La decisione di scrivere questo libro è scaturita al termine di un percorso, in cui la mia soddisfazione nel cercare di seguire gli studi scientifici da una parte, i maestri senza più tempo della letteratura filosofica, spirituale e delle esperienze di vita che ho attraversato, è caduta in un profondo abisso. Un baratro dal fondo del quale qualche cosa mi ha sussurrato nelle viscere di dire come la sento, come la vedo e come non la vedo.

Un’iguana di nome Igu, soprannominata “la nonna”, ha vissuto con me per 23 anni e mezzo. La nonna è stata sì - lei - una grande maestra di vita. Quando la acquistai in un negozio a Bolzano, era poco più grande di una lucertola. Mi documentai acquistando libri e leggendo trattati sulla vita delle iguane in cattività. In poco tempo avevo acquisito tutte la conoscenza riguardo al cibo ideale, alla temperatura corretta, all’arredamento da darle all’interno del terrario, insomma ero diventato “un esperto da libro”. Senza nessuna esperienza ma con la voglia di incominciare. Passarono i primi due anni e l’iguana cresceva. A quel tempo abitavo con Luisa, la mia prima moglie, in un appartamento al primo piano, con vista sulla campagna. Con i primi caldi avevamo pensato di metterla in balcone per qualche ora. Beh, lei si buttò dal balcone e sparì nel verde attorno. La cercammo nel cortile, tra gli alberi e nelle vigne. Tutto inutile. Un animale verde che passa il suo tempo a stare fermo a prendere il sole e a mangiare foglie non è così facile da trovare in un paesaggio per lo più verde! Attaccammo dei manifesti in tutto il cortile, nella via dove abitavamo, suscitando la sorpresa e a volte lo spavento di alcuni. Nessuno trovò Igu. Ci rassegnammo. Pensavamo alla povera iguana in mezzo ai gatti randagi. L’avevamo data per spacciata. Era il mese di giugno. Ai primi giorni di ottobre la nostra dirimpettaia, ci avvertì che c’era un’iguana nel passeggino di suo figlio, che rimaneva normalmente parcheggiato, fuori dal portone di ingresso del nostro piccolo condominio. Era lei! Con i primi cali di temperatura e le prime piogge battenti, la nonna, tutt’altro che a caso, era tornata.

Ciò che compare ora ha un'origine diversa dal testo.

//! Core traits for serial port abstraction.
//!
//! `SerialPortAdapter` lets real serial ports and mock devices be used
//! interchangeably; `PortOpener` is the seam the connection registry opens
//! devices through.

use super::error::PortError;
use std::time::Duration;

/// Default baud rate for new connections.
pub const DEFAULT_BAUD_RATE: u32 = 9600;

/// Default read timeout. Reader threads poll at this interval, so it also
/// bounds how long releasing a connection can take.
pub const DEFAULT_READ_TIMEOUT: Duration = Duration::from_millis(100);

/// Parameters used when opening a serial port.
#[derive(Debug, Clone, PartialEq, Eq)]
pub struct PortConfiguration {
    /// Baud rate (bits per second).
    pub baud_rate: u32,

    /// Read timeout.
    pub timeout: Duration,
}

impl Default for PortConfiguration {
    fn default() -> Self {
        Self {
            baud_rate: DEFAULT_BAUD_RATE,
            timeout: DEFAULT_READ_TIMEOUT,
        }
    }
}

impl PortConfiguration {
    pub fn new(baud_rate: u32, timeout: Duration) -> Self {
        Self { baud_rate, timeout }
    }
}

/// Trait for serial port I/O operations.
///
/// Implementations are blocking: `read_bytes` waits at most the configured
/// timeout and reports it as a transient error (see
/// [`PortError::is_transient`]).
pub trait SerialPortAdapter: Send + std::fmt::Debug {
    /// Write bytes to the serial port.
    ///
    /// Returns the number of bytes accepted by the transmit buffer.
    fn write_bytes(&mut self, data: &[u8]) -> Result<usize, PortError>;

    /// Read bytes from the serial port into the provided buffer.
    ///
    /// `Ok(0)` means the stream has been closed.
    fn read_bytes(&mut self, buffer: &mut [u8]) -> Result<usize, PortError>;

    /// Get the name/path of this serial port.
    fn name(&self) -> &str;

    /// Open a second handle onto the same device.
    ///
    /// The registry reads through the clone on a dedicated thread while the
    /// original stays with the connection for writes.
    fn try_clone_adapter(&self) -> Result<Box<dyn SerialPortAdapter>, PortError>;
}

/// Opens serial devices by path.
pub trait PortOpener: Send + Sync {
    fn open(
        &self,
        path: &str,
        config: &PortConfiguration,
    ) -> Result<Box<dyn SerialPortAdapter>, PortError>;
}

La facemmo vedere subito da un conoscente veterinario, fresco di università ma che si stava specializzando in rettili. Ci disse di tenerla sotto attenta osservazione, di darle da mangiare poco alla volta, perché sicuramente, non avendo avuto i comfort della vita precedente, in appartamento, sarebbe stata più debole e delicata. Luisa ed io ci guardammo perplessi. Capivamo i suoi timori da medico, le sue preoccupazioni. La cosa strana è che tutti e tre avevamo davanti lo stesso animale. Lui vedeva un essere indebolito, in difficoltà e bisognoso di cure; noi vedevamo un animale cresciuto, in piena forma, che se avesse saputo e potuto fare il dito medio a tutti e tre, non avrebbe esitato. Congedammo il nostro conoscente, pensando a come un indottrinamento culturale potesse rendere ciechi di fronte ad un’evidenza come quella che avevamo dinnanzi. C’è da dire che Igu aveva degli occhi incredibili, ti penetrava e ti scannerizzava con lo sguardo e capivi in un istante se il rimando di quello sguardo voleva dirti: ciao, oppure sparisci!